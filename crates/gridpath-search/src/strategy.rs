//! The strategy registry.
//!
//! Callers pick a strategy with an [`Algorithm`] value, usually parsed from
//! a case-insensitive key such as `"bfs"` or `"Dijkstra"`, and get back a
//! boxed [`PathFinder`].

use std::fmt;
use std::str::FromStr;

use gridpath_core::Map;

use crate::bfs::BreadthFirst;
use crate::dfs::DepthFirst;
use crate::dijkstra::Dijkstra;
use crate::error::{SearchError, UnknownAlgorithm};
use crate::path::Path;
use crate::pending::{AStar, BestFirst, HillClimbing};
use crate::traits::PathFinder;

/// Every search strategy that can be selected.
#[derive(Debug, Clone, Copy, PartialEq, Eq, Hash)]
#[cfg_attr(feature = "serde", derive(serde::Serialize, serde::Deserialize))]
pub enum Algorithm {
    #[cfg_attr(feature = "serde", serde(rename = "bfs"))]
    BreadthFirst,
    #[cfg_attr(feature = "serde", serde(rename = "dfs"))]
    DepthFirst,
    #[cfg_attr(feature = "serde", serde(rename = "dijkstra"))]
    Dijkstra,
    #[cfg_attr(feature = "serde", serde(rename = "best"))]
    BestFirst,
    #[cfg_attr(feature = "serde", serde(rename = "astar"))]
    AStar,
    #[cfg_attr(feature = "serde", serde(rename = "hill"))]
    HillClimbing,
}

impl Algorithm {
    /// All registered algorithms, in menu order.
    pub const ALL: [Algorithm; 6] = [
        Algorithm::DepthFirst,
        Algorithm::BreadthFirst,
        Algorithm::HillClimbing,
        Algorithm::BestFirst,
        Algorithm::AStar,
        Algorithm::Dijkstra,
    ];

    /// The lookup key.
    pub const fn key(self) -> &'static str {
        match self {
            Self::BreadthFirst => "bfs",
            Self::DepthFirst => "dfs",
            Self::Dijkstra => "dijkstra",
            Self::BestFirst => "best",
            Self::AStar => "astar",
            Self::HillClimbing => "hill",
        }
    }

    /// Whether selecting this algorithm can produce a path.
    pub const fn is_implemented(self) -> bool {
        matches!(self, Self::BreadthFirst | Self::DepthFirst | Self::Dijkstra)
    }

    /// Construct the strategy.
    pub fn finder(self) -> Box<dyn PathFinder> {
        match self {
            Self::BreadthFirst => Box::new(BreadthFirst),
            Self::DepthFirst => Box::new(DepthFirst),
            Self::Dijkstra => Box::new(Dijkstra),
            Self::BestFirst => Box::new(BestFirst),
            Self::AStar => Box::new(AStar),
            Self::HillClimbing => Box::new(HillClimbing),
        }
    }
}

impl fmt::Display for Algorithm {
    fn fmt(&self, f: &mut fmt::Formatter<'_>) -> fmt::Result {
        f.write_str(self.key())
    }
}

impl FromStr for Algorithm {
    type Err = UnknownAlgorithm;

    fn from_str(s: &str) -> Result<Self, Self::Err> {
        let key = s.trim();
        Self::ALL
            .into_iter()
            .find(|a| a.key().eq_ignore_ascii_case(key))
            .ok_or_else(|| UnknownAlgorithm(key.to_string()))
    }
}

/// Run `algorithm` on `map`.
pub fn find_path(algorithm: Algorithm, map: &Map) -> Result<Option<Path>, SearchError> {
    algorithm.finder().find_path(map)
}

---

What is needed is a word-for-word copy of the records above, from the first line through the line that contains "use std::str::FromStr;".

filename crates/gridpath-search/src/strategy.rs
//! The strategy registry.
//!
//! Callers pick a strategy with an [`Algorithm`] value, usually parsed from
//! a case-insensitive key such as `"bfs"` or `"Dijkstra"`, and get back a
//! boxed [`PathFinder`].

use std::fmt;
use std::str::FromStr;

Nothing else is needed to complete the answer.